Je retiens vos propos au sujet de ma vie;

je les ferai gloser, avec un autre texte [145],

par celle qui sait tout, si j'arrive à la voir.


En attendant ce jour, je veux que vous sachiez

que, pourvu que je reste en paix avec moi-même,

j'attends sans sourciller les assauts de mon sort.


Ces gages ne sont pas nouveaux pour mes oreilles;

que la Fortune, enfin, fasse tourner sa roue

selon son bon plaisir, et le vilain sa houe!»


Mon maître m'écoutait en renversant la tête

pour mieux me regarder, à droite et vers l'arrière.

Il dit; «Qui se souvient n'écoute pas en vain!»


Je continue ainsi de parler longuement

à messire Brunet, et lui demande enfin

qui sont ses compagnons, du moins les plus illustres.

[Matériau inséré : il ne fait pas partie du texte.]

use std::collections::HashMap;
use std::io::{stdout, BufWriter, Write};
use std::path::PathBuf;
use std::sync::mpsc;
use std::thread;
use std::time::{Instant, SystemTime, UNIX_EPOCH};

use crossterm::{
    cursor,
    event::{
        self, Event, KeyCode, KeyEvent, KeyEventKind, KeyModifiers, KeyboardEnhancementFlags,
        PopKeyboardEnhancementFlags, PushKeyboardEnhancementFlags,
    },
    terminal, ExecutableCommand,
};

use space_shooter::config::Config;
use space_shooter::context::Viewport;
use space_shooter::design::Catalog;
use space_shooter::display::FrameBuffer;
use space_shooter::entities::InputEvent;
use space_shooter::session::{Control, Session};

// ── Simultaneous-input constants ──────────────────────────────────────────────

/// Min frames between movement steps while a direction key is held.
const MOVE_COOLDOWN: u32 = 3;

/// A key counts as held if its last press/repeat arrived within this many
/// frames.  Covers terminals that never send release events.
const HOLD_WINDOW: u64 = 4;

fn is_held(key_frame: &HashMap<KeyCode, u64>, key: &KeyCode, frame: u64) -> bool {
    key_frame
        .get(key)
        .map(|&last| frame.saturating_sub(last) <= HOLD_WINDOW)
        .unwrap_or(false)
}

fn any_held(key_frame: &HashMap<KeyCode, u64>, keys: &[KeyCode], frame: u64) -> bool {
    keys.iter().any(|k| is_held(key_frame, k, frame))
}

// ── Command line ──────────────────────────────────────────────────────────────

struct Args {
    config: Option<PathBuf>,
    designs: Option<PathBuf>,
    seed: Option<u64>,
    log: Option<PathBuf>,
}

fn usage() -> String {
    "usage: space_shooter [--config FILE] [--designs FILE] [--seed N] [--log FILE]".to_string()
}

fn parse_args() -> Result<Args, String> {
    let mut args = Args {
        config: None,
        designs: None,
        seed: None,
        log: None,
    };
    let mut it = std::env::args().skip(1);
    while let Some(flag) = it.next() {
        let mut value = || it.next().ok_or_else(|| format!("{} needs a value\n{}", flag, usage()));
        match flag.as_str() {
            "--config" => args.config = Some(PathBuf::from(value()?)),
            "--designs" => args.designs = Some(PathBuf::from(value()?)),
            "--seed" => {
                let raw = value()?;
                args.seed = Some(raw.parse().map_err(|_| format!("invalid seed '{}'", raw))?);
            }
            "--log" => args.log = Some(PathBuf::from(value()?)),
            "-h" | "--help" => return Err(usage()),
            other => return Err(format!("unknown argument '{}'\n{}", other, usage())),
        }
    }
    Ok(args)
}

/// Log records go to a file, never to the terminal the game is drawn on.
fn init_logging(path: Option<&PathBuf>) -> std::io::Result<()> {
    let Some(path) = path else {
        return Ok(());
    };
    let file = std::fs::File::create(path)?;
    env_logger::Builder::from_env(env_logger::Env::default().default_filter_or("info"))
        .target(env_logger::Target::Pipe(Box::new(file)))
        .init();
    Ok(())
}

// ── Input translation ─────────────────────────────────────────────────────────

/// Tracks held keys across frames and turns them into `InputEvent`s.
///
/// Held-key model: every press/repeat stamps the key with the current frame;
/// each frame, keys stamped within `HOLD_WINDOW` are live.  Release events
/// (keyboard-enhancement terminals) drop the key immediately.  One-shot keys
/// fire on press only.
#[derive(Default)]
struct InputState {
    key_frame: HashMap<KeyCode, u64>,
    move_cooldown: u32,
}

impl InputState {
    fn on_key(&mut self, key: KeyEvent, frame: u64, events: &mut Vec<InputEvent>) {
        let KeyEvent {
            code,
            kind,
            modifiers,
            ..
        } = key;
        match kind {
            KeyEventKind::Press => {
                self.key_frame.insert(code, frame);
                match code {
                    KeyCode::Char('q') | KeyCode::Char('Q') | KeyCode::Esc => {
                        events.push(InputEvent::Quit)
                    }
                    KeyCode::Char('c') if modifiers.contains(KeyModifiers::CONTROL) => {
                        events.push(InputEvent::Quit)
                    }
                    KeyCode::Char('r') | KeyCode::Char('R') => events.push(InputEvent::Restart),
                    KeyCode::Char('p') | KeyCode::Char('P') => events.push(InputEvent::Pause),
                    KeyCode::Char('e') | KeyCode::Char('E') => events.push(InputEvent::Reload),
                    _ => {}
                }
            }
            KeyEventKind::Repeat => {
                self.key_frame.insert(code, frame);
            }
            KeyEventKind::Release => {
                self.key_frame.remove(&code);
            }
        }
    }

    /// Continuous actions for this frame.  Fire is sent every frame while
    /// held; the gun's own cooldown does the throttling.
    fn held_actions(&mut self, frame: u64, events: &mut Vec<InputEvent>) {
        let kf = &self.key_frame;
        let left = any_held(kf, &[KeyCode::Left, KeyCode::Char('a'), KeyCode::Char('A')], frame);
        let right = any_held(kf, &[KeyCode::Right, KeyCode::Char('d'), KeyCode::Char('D')], frame);
        let up = any_held(kf, &[KeyCode::Up, KeyCode::Char('w'), KeyCode::Char('W')], frame);
        let down = any_held(kf, &[KeyCode::Down, KeyCode::Char('s'), KeyCode::Char('S')], frame);
        let fire = is_held(kf, &KeyCode::Char(' '), frame);

        if self.move_cooldown == 0 {
            let before = events.len();
            if left {
                events.push(InputEvent::Left);
            } else if right {
                events.push(InputEvent::Right);
            }
            if up {
                events.push(InputEvent::Up);
            } else if down {
                events.push(InputEvent::Down);
            }
            if events.len() > before {
                self.move_cooldown = MOVE_COOLDOWN;
            }
        }
        self.move_cooldown = self.move_cooldown.saturating_sub(1);

        if fire {
            events.push(InputEvent::Fire);
        }
    }
}

// ── Game loop ─────────────────────────────────────────────────────────────────

fn game_loop<W: Write>(
    out: &mut W,
    session: &mut Session,
    rx: &mpsc::Receiver<Event>,
) -> Result<(), Box<dyn std::error::Error>> {
    let interval = session.config().tick_interval();
    let mut frame_buf = FrameBuffer::new(session.ctx().viewport);
    let mut input = InputState::default();
    let mut events = Vec::new();
    let mut frame: u64 = 0;

    loop {
        let frame_start = Instant::now();
        frame += 1;

        // ── Drain pending terminal events (non-blocking) ──────────────────────
        while let Ok(ev) = rx.try_recv() {
            match ev {
                Event::Key(key) => input.on_key(key, frame, &mut events),
                Event::Resize(w, h) => {
                    let vp = Viewport::new(w, h);
                    log::debug!("resize to {}x{}", w, h);
                    session.resize(vp);
                    frame_buf.resize(vp);
                }
                _ => {}
            }
        }
        input.held_actions(frame, &mut events);

        for event in events.drain(..) {
            if session.handle_input(event)? == Control::Quit {
                return Ok(());
            }
        }

        session.tick(interval, &mut frame_buf);
        frame_buf.present(out)?;

        let elapsed = frame_start.elapsed();
        if elapsed < interval {
            thread::sleep(interval - elapsed);
        }
    }
}

// ── Entry point ───────────────────────────────────────────────────────────────

fn main() {
    if let Err(e) = run() {
        eprintln!("space_shooter: {}", e);
        std::process::exit(1);
    }
}

fn run() -> Result<(), Box<dyn std::error::Error>> {
    let args = parse_args()?;
    init_logging(args.log.as_ref())?;

    // Everything that can fail on bad input happens before raw mode
    let config = match &args.config {
        Some(path) => Config::load(path)?,
        None => Config::default(),
    };
    let catalog = match &args.designs {
        Some(path) => Catalog::load(path)?,
        None => Catalog::builtin()?,
    };
    let seed = args.seed.unwrap_or_else(|| {
        SystemTime::now()
            .duration_since(UNIX_EPOCH)
            .map(|d| d.as_nanos() as u64)
            .unwrap_or(0)
    });

    let (width, height) = terminal::size()?;
    let mut session = Session::new(catalog, config, Viewport::new(width, height), seed)?;

    let mut out = BufWriter::new(stdout());
    terminal::enable_raw_mode()?;
    out.execute(terminal::EnterAlternateScreen)?;
    out.execute(cursor::Hide)?;

    // Ask for release/repeat events; unsupported terminals just say no
    let keyboard_enhanced = out
        .execute(PushKeyboardEnhancementFlags(
            KeyboardEnhancementFlags::REPORT_EVENT_TYPES,
        ))
        .is_ok();

    // Blocking reads live on their own thread so the loop never waits on I/O
    let (tx, rx) = mpsc::channel::<Event>();
    thread::spawn(move || loop {
        match event::read() {
            Ok(ev) => {
                if tx.send(ev).is_err() {
                    break;
                }
            }
            Err(_) => break,
        }
    });

    let result = game_loop(&mut out, &mut session, &rx);

    // Always restore the terminal
    if keyboard_enhanced {
        let _ = out.execute(PopKeyboardEnhancementFlags);
    }
    let _ = out.execute(cursor::Show);
    let _ = out.execute(terminal::LeaveAlternateScreen);
    let _ = terminal::disable_raw_mode();

    log::info!(
        "exit: score {}, level {}, {} ticks",
        session.ctx().progression.score(),
        session.ctx().progression.level(),
        session.ticks()
    );
    result
}
pub mod audio;
pub mod compute;
pub mod config;
pub mod context;
pub mod design;
pub mod display;
pub mod entities;
pub mod overlay;
pub mod player;
pub mod producers;
pub mod progression;
pub mod registry;
pub mod session;
pub mod weapon;
//! Session configuration
//!
//! Flat key/value settings read once at startup.  Every field has a default
//! so a partial file (or none at all) works.

use std::path::Path;
use std::time::Duration;

use serde::{Deserialize, Serialize};

use crate::progression::DEFAULT_POINTS_PER_LEVEL;
use crate::weapon::GunLimits;

#[derive(Debug)]
pub enum ConfigError {
    Io(String),
    Parse(String),
}

impl std::fmt::Display for ConfigError {
    fn fmt(&self, f: &mut std::fmt::Formatter<'_>) -> std::fmt::Result {
        match self {
            ConfigError::Io(msg) => write!(f, "config I/O error: {}", msg),
            ConfigError::Parse(msg) => write!(f, "config parse error: {}", msg),
        }
    }
}

impl std::error::Error for ConfigError {}

impl From<std::io::Error> for ConfigError {
    fn from(e: std::io::Error) -> Self {
        ConfigError::Io(e.to_string())
    }
}

impl From<serde_json::Error> for ConfigError {
    fn from(e: serde_json::Error) -> Self {
        ConfigError::Parse(e.to_string())
    }
}

#[derive(Debug, Clone, PartialEq, Serialize, Deserialize)]
#[serde(default)]
pub struct Config {
    /// Frame interval of the main loop.
    pub tick_ms: u64,

    // === Pools ===
    pub starting_aliens: usize,
    pub max_aliens: usize,
    pub starting_asteroids: usize,
    pub max_asteroids: usize,
    pub star_count: usize,

    // === Optional producers ===
    pub enable_boss: bool,
    pub enable_asteroids: bool,
    pub enable_health_packs: bool,
    pub enable_modifiers: bool,
    pub enable_stars: bool,

    // === Audio ===
    pub sound: bool,
    pub volume: f32,

    /// Draw every entity before updating it (end-of-previous-tick view).
    pub draw_before_update: bool,

    // === Progression ===
    pub points_per_level: u32,
    /// A boss appears on every n-th level.
    pub boss_every_levels: u32,

    // === Spawning ===
    /// Rejection-sampling attempts before placement falls back to any lane.
    pub placement_retries: u32,
    /// Minimum horizontal gap between live aliens.
    pub alien_spacing: f32,
    /// Columns kept clear at both screen edges when spawning.
    pub spawn_padding: f32,
    /// Per-tick spawn probability for pickups.
    pub health_pack_chance: f64,
    pub modifier_chance: f64,
    /// Per-tick probability that an alien tries to fire.
    pub alien_fire_chance: f64,

    // === Weapon limits ===
    pub max_capacity: u32,
    pub max_power: i32,
    pub max_beam_speed: f32,
    pub min_cooldown_ms: u64,
    pub min_reload_ms: u64,
}

impl Default for Config {
    fn default() -> Self {
        Self {
            tick_ms: 33,

            starting_aliens: 3,
            max_aliens: 8,
            starting_asteroids: 2,
            max_asteroids: 6,
            star_count: 40,

            enable_boss: true,
            enable_asteroids: true,
            enable_health_packs: true,
            enable_modifiers: true,
            enable_stars: true,

            sound: true,
            volume: 0.8,

            draw_before_update: false,

            points_per_level: DEFAULT_POINTS_PER_LEVEL,
            boss_every_levels: 3,

            placement_retries: 32,
            alien_spacing: 6.0,
            spawn_padding: 2.0,
            health_pack_chance: 0.004,
            modifier_chance: 0.003,
            alien_fire_chance: 0.02,

            max_capacity: 30,
            max_power: 50,
            max_beam_speed: 60.0,
            min_cooldown_ms: 60,
            min_reload_ms: 300,
        }
    }
}

impl Config {
    pub fn from_json(json: &str) -> Result<Self, ConfigError> {
        Ok(serde_json::from_str(json)?)
    }

    pub fn load(path: &Path) -> Result<Self, ConfigError> {
        let json = std::fs::read_to_string(path)?;
        let config = Self::from_json(&json)?;
        log::info!("Loaded config from {}", path.display());
        Ok(config)
    }

    pub fn tick_interval(&self) -> Duration {
        Duration::from_millis(self.tick_ms.max(1))
    }

    pub fn gun_limits(&self) -> GunLimits {
        GunLimits {
            max_capacity: self.max_capacity,
            max_power: self.max_power,
            max_beam_speed: self.max_beam_speed,
            min_cooldown: Duration::from_millis(self.min_cooldown_ms),
            min_reload: Duration::from_millis(self.min_reload_ms),
        }
    }
}
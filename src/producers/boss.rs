//! Boss encounters.
//!
//! At most one boss is alive.  One is queued whenever the level reaches a
//! multiple of `boss_every_levels`; it tracks the ship from above instead of
//! falling, and keeps firing as fast as its gun allows.

use std::any::Any;

use super::{absorb_fire, explode, scaled_health, SPAWN_ROW};
use crate::compute::{clamp_to_viewport, seek_target, SEEK_TOLERANCE_X, SEEK_TOLERANCE_Y};
use crate::config::Config;
use crate::context::{Canvas, SimContext, Style};
use crate::design::{Catalog, CatalogError, Design, DesignKind};
use crate::entities::{EntityKind, Heading, HealthBody, Position, SpatialBody};
use crate::player::PlayerShip;
use crate::progression::{LevelWatch, Progression};
use crate::registry::{Entity, Peers};
use crate::weapon::Gun;

/// Rows kept between the boss and the ship it hunts.
pub const HOVER_OFFSET: f32 = 12.0;

pub struct Boss {
    pub body: SpatialBody,
    pub health: HealthBody,
    pub gun: Gun,
    level: u32,
}

pub struct BossProducer {
    design: Design,
    boss: Option<Boss>,
    pending: bool,
    every: u32,
    level: LevelWatch,
    applied_level: u32,
}

impl BossProducer {
    pub fn new(
        catalog: &Catalog,
        config: &Config,
        progression: &mut Progression,
    ) -> Result<Self, CatalogError> {
        let design = catalog.design(DesignKind::Boss)?.clone();
        if design.weapon.is_none() {
            return Err(CatalogError::Invalid(format!("boss design '{}' has no weapon", design.name)));
        }
        let level = LevelWatch::subscribe(progression);
        let applied_level = level.get();
        Ok(Self {
            design,
            boss: None,
            pending: false,
            every: config.boss_every_levels.max(1),
            level,
            applied_level,
        })
    }

    pub fn boss(&self) -> Option<&Boss> {
        self.boss.as_ref()
    }

    pub fn boss_mut(&mut self) -> Option<&mut Boss> {
        self.boss.as_mut()
    }

    pub fn is_pending(&self) -> bool {
        self.pending
    }

    /// Queue a boss for every boss level crossed since the last tick.
    fn rescale(&mut self) {
        let level = self.level.get();
        if level > self.applied_level {
            let crossed = (self.applied_level + 1..=level).any(|l| l % self.every == 0);
            if crossed {
                self.pending = true;
            }
            self.applied_level = level;
        }
    }

    /// Boss stats scale with the level it appears on.
    pub fn spawn(&mut self, ctx: &mut SimContext) {
        let level = self.applied_level;
        let size = self.design.footprint();
        let x = ((ctx.viewport.width as f32 - size.width as f32) / 2.0).max(0.0);
        let speed = {
            let s = self.design.speed + level as f32;
            if self.design.max_speed > 0.0 {
                s.min(self.design.max_speed)
            } else {
                s
            }
        };
        let Some(weapon) = self.design.weapon.as_ref() else {
            return;
        };
        let mut stats = weapon.stats();
        stats.power += level.saturating_sub(1) as i32;
        self.boss = Some(Boss {
            body: SpatialBody::new(x, SPAWN_ROW, size, speed),
            health: HealthBody::new(scaled_health(self.design.health, level)),
            gun: Gun::new(stats, Heading::TowardPlayer),
            level,
        });
        self.pending = false;
        log::info!("boss '{}' spawned at level {}", self.design.name, level);
    }

    fn engage(&mut self, ctx: &mut SimContext, player: &mut PlayerShip) {
        let Some(boss) = self.boss.as_mut() else { return };
        let color = self.design.tint();

        seek_target(
            &mut boss.body,
            player.body(),
            HOVER_OFFSET,
            (SEEK_TOLERANCE_X, SEEK_TOLERANCE_Y),
            ctx.dt,
        );
        let vp = ctx.viewport;
        clamp_to_viewport(&mut boss.body, vp.width, SPAWN_ROW, vp.height as f32);

        if absorb_fire(player.gun(), &boss.body, &mut boss.health, ctx, color) {
            ctx.progression
                .record_kill(self.design.points.saturating_mul(boss.level.max(1)));
            explode(ctx, &boss.body, color);
            log::info!("boss '{}' destroyed", self.design.name);
            return;
        }

        let muzzle = Position::new(
            boss.body.center_x().floor(),
            boss.body.pos.y + boss.body.size.height as f32,
        );
        boss.gun.fire(ctx.elapsed, muzzle, ctx.audio.as_ref(), ctx.volume);

        while let Some(impact) = boss.gun.strike(player.body()) {
            player.take_hit(impact.power, impact.at, ctx);
        }
    }
}

impl Entity for BossProducer {
    fn update(&mut self, ctx: &mut SimContext, peers: &mut Peers<'_>) {
        self.rescale();

        if let Some(boss) = &self.boss {
            boss.gun.advance(ctx.dt, ctx.viewport.height);
        }

        if let Some(player) = peers.find_mut::<PlayerShip>(EntityKind::PlayerShip) {
            self.engage(ctx, player);
        }

        if self.boss.as_ref().is_some_and(|b| b.health.is_dead()) {
            self.boss = None;
        }

        if self.pending && self.boss.is_none() {
            self.spawn(ctx);
        }
    }

    fn draw(&self, _ctx: &SimContext, canvas: &mut dyn Canvas) {
        let Some(boss) = &self.boss else { return };
        let style = Style::bold(self.design.tint());
        for beam in boss.gun.beams() {
            let (x, y) = beam.pos.cell();
            canvas.set_cell(x, y, beam.glyph, style);
        }
        canvas.put_shape(boss.body.pos, &self.design.shape, style);

        // Health bar on the row above the hull
        let width = boss.body.size.width as i32;
        let filled = (boss.health.current().max(0) as i64 * width as i64
            / boss.health.max().max(1) as i64) as i32;
        let (x, y) = boss.body.pos.cell();
        for i in 0..width {
            let glyph = if i < filled { '=' } else { '-' };
            canvas.set_cell(x + i, y - 1, glyph, style);
        }
    }

    fn set_paused(&mut self, paused: bool) {
        let Some(boss) = &self.boss else { return };
        if paused {
            boss.gun.suspend_reload();
        } else {
            boss.gun.resume_reload();
        }
    }

    fn kind(&self) -> EntityKind {
        EntityKind::Boss
    }

    fn as_any(&self) -> &dyn Any {
        self
    }

    fn as_any_mut(&mut self) -> &mut dyn Any {
        self
    }
}
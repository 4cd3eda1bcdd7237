/// HUD overlay — score, level, hull, ammo and the pause / game-over boxes.
///
/// Registered last so it paints over everything.  Ship numbers are copied
/// during update, since drawing only sees the context.

use std::any::Any;

use crossterm::style::Color;

use crate::context::{Canvas, SessionStatus, SimContext, Style};
use crate::entities::EntityKind;
use crate::player::PlayerShip;
use crate::registry::{Entity, Peers};
use crate::weapon::AmmoStatus;

// ── Colour palette ────────────────────────────────────────────────────────────

const C_HUD_SCORE: Color = Color::Yellow;
const C_HUD_LEVEL: Color = Color::Green;
const C_HUD_HULL: Color = Color::Red;
const C_AMMO: Color = Color::Cyan;
const C_RELOAD: Color = Color::Magenta;
const C_HINT: Color = Color::DarkGrey;

/// What the HUD shows about the ship, refreshed every update.
#[derive(Clone, Copy, Debug, Default, PartialEq, Eq)]
pub struct ShipReadout {
    pub hull: i32,
    pub hull_max: i32,
    pub ammo: Option<AmmoStatus>,
}

#[derive(Default)]
pub struct UiOverlay {
    readout: ShipReadout,
}

impl UiOverlay {
    pub fn new() -> Self {
        Self::default()
    }

    pub fn readout(&self) -> ShipReadout {
        self.readout
    }

    // ── HUD (row 0) ───────────────────────────────────────────────────────────

    fn draw_hud(&self, ctx: &SimContext, canvas: &mut dyn Canvas) {
        let width = ctx.viewport.width as i32;
        let p = &ctx.progression;

        // Score — left
        canvas.put_str(
            1,
            0,
            &format!("Score: {:>7}  Kills: {:>4}", p.score(), p.kills()),
            Style::fg(C_HUD_SCORE),
        );

        // Level — centre
        let level = format!("[ LEVEL {} ]", p.level());
        let lx = width / 2 - level.chars().count() as i32 / 2;
        canvas.put_str(lx, 0, &level, Style::bold(C_HUD_LEVEL));

        // Hull — right
        let hull = format!("Hull: {:>3}/{:<3}", self.readout.hull.max(0), self.readout.hull_max);
        let rx = width - hull.chars().count() as i32 - 1;
        canvas.put_str(rx, 0, &hull, Style::fg(C_HUD_HULL));
    }

    // ── Ammo + controls (last row) ────────────────────────────────────────────

    fn draw_footer(&self, ctx: &SimContext, canvas: &mut dyn Canvas) {
        let row = ctx.viewport.height as i32 - 1;
        let mut used = 0;
        if let Some(ammo) = self.readout.ammo {
            let (text, style) = if ammo.reloading {
                ("RELOADING...".to_string(), Style::bold(C_RELOAD))
            } else {
                let bar: String = "|".repeat(ammo.loaded as usize);
                let pad: String = ".".repeat(ammo.capacity.saturating_sub(ammo.loaded) as usize);
                (format!("Ammo {}{}", bar, pad), Style::fg(C_AMMO))
            };
            canvas.put_str(1, row, &text, style);
            used = 1 + text.chars().count() as i32;
        }
        // Right-aligned, but never over the ammo readout
        let hint = "←→↑↓ Move  SPACE Fire  E Reload  P Pause  Q Quit";
        let hx = ctx.viewport.width as i32 - hint.chars().count() as i32 - 1;
        canvas.put_str(hx.max(used + 2), row, hint, Style::fg(C_HINT));
    }

    // ── Boxes ─────────────────────────────────────────────────────────────────

    fn draw_box(ctx: &SimContext, canvas: &mut dyn Canvas, lines: &[(String, Color)]) {
        let cx = ctx.viewport.width as i32 / 2;
        let start_row = ctx.viewport.height as i32 / 2 - lines.len() as i32 / 2;
        for (i, (msg, color)) in lines.iter().enumerate() {
            let col = cx - msg.chars().count() as i32 / 2;
            canvas.put_str(col, start_row + i as i32, msg, Style::bold(*color));
        }
    }

    fn draw_game_over(ctx: &SimContext, canvas: &mut dyn Canvas) {
        let p = &ctx.progression;
        let lines = [
            ("╔══════════════════╗".to_string(), Color::Red),
            ("║    GAME  OVER    ║".to_string(), Color::Red),
            ("╚══════════════════╝".to_string(), Color::Red),
            (format!("Final Score: {}  Level: {}", p.score(), p.level()), Color::Yellow),
            ("R - Play Again  Q - Quit".to_string(), Color::White),
        ];
        Self::draw_box(ctx, canvas, &lines);
    }

    fn draw_paused(ctx: &SimContext, canvas: &mut dyn Canvas) {
        let lines = [
            ("╔══════════════════╗".to_string(), Color::Cyan),
            ("║      PAUSED      ║".to_string(), Color::Cyan),
            ("╚══════════════════╝".to_string(), Color::Cyan),
            ("P - Resume".to_string(), Color::White),
        ];
        Self::draw_box(ctx, canvas, &lines);
    }
}

impl Entity for UiOverlay {
    fn update(&mut self, _ctx: &mut SimContext, peers: &mut Peers<'_>) {
        match peers.find::<PlayerShip>(EntityKind::PlayerShip) {
            Some(player) => {
                self.readout = ShipReadout {
                    hull: player.health().current(),
                    hull_max: player.health().max(),
                    ammo: Some(player.gun().ammo()),
                };
            }
            None => self.readout.ammo = None,
        }
    }

    fn draw(&self, ctx: &SimContext, canvas: &mut dyn Canvas) {
        self.draw_hud(ctx, canvas);
        self.draw_footer(ctx, canvas);
        match ctx.status {
            SessionStatus::Paused => Self::draw_paused(ctx, canvas),
            SessionStatus::GameOver => Self::draw_game_over(ctx, canvas),
            SessionStatus::Playing => {}
        }
    }

    fn kind(&self) -> EntityKind {
        EntityKind::Overlay
    }

    fn as_any(&self) -> &dyn Any {
        self
    }

    fn as_any_mut(&mut self) -> &mut dyn Any {
        self
    }
}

Il me répond: «Certains méritent qu'on en parle;

quant au reste, il vaut mieux les passer sous silence

car le temps serait court pour un si long discours.


Bref, sache que ceux-ci furent jadis des clercs

et d'insignes lettrés jouissant d'un grand nom,

mais le même péché souillait leur existence.


Ainsi, vois Priscien dans cette foule obscure;

voici François Accurse [146]; et si tu veux aussi

abaisser ton regard sur de pareilles teignes,


vois celui que le serf des serviteurs de Dieu

a fait passer de l'Âme aux bords du Bacchglione,

où pourrissent encor ses nerfs trop mal tendus [147].


Je ne t'en dis pas plus, et je dois mettre fin

à notre causerie et marche, car des sables

je vois se soulever de nouvelles fumées.


Je ne peux me mêler avec les gens qui viennent.

Il reste mon Trésor, je te le recommande:

par lui, je vis encore; il ne m'en faut pas plus.»


Il se mit à courir, comme ceux qui s'efforcent,

là-bas, sur le terrain des courses à Vérone,

de gagner le drap vert [148]; et il ressemblait plus


à celui qui l'obtient qu'à celui qui le perd.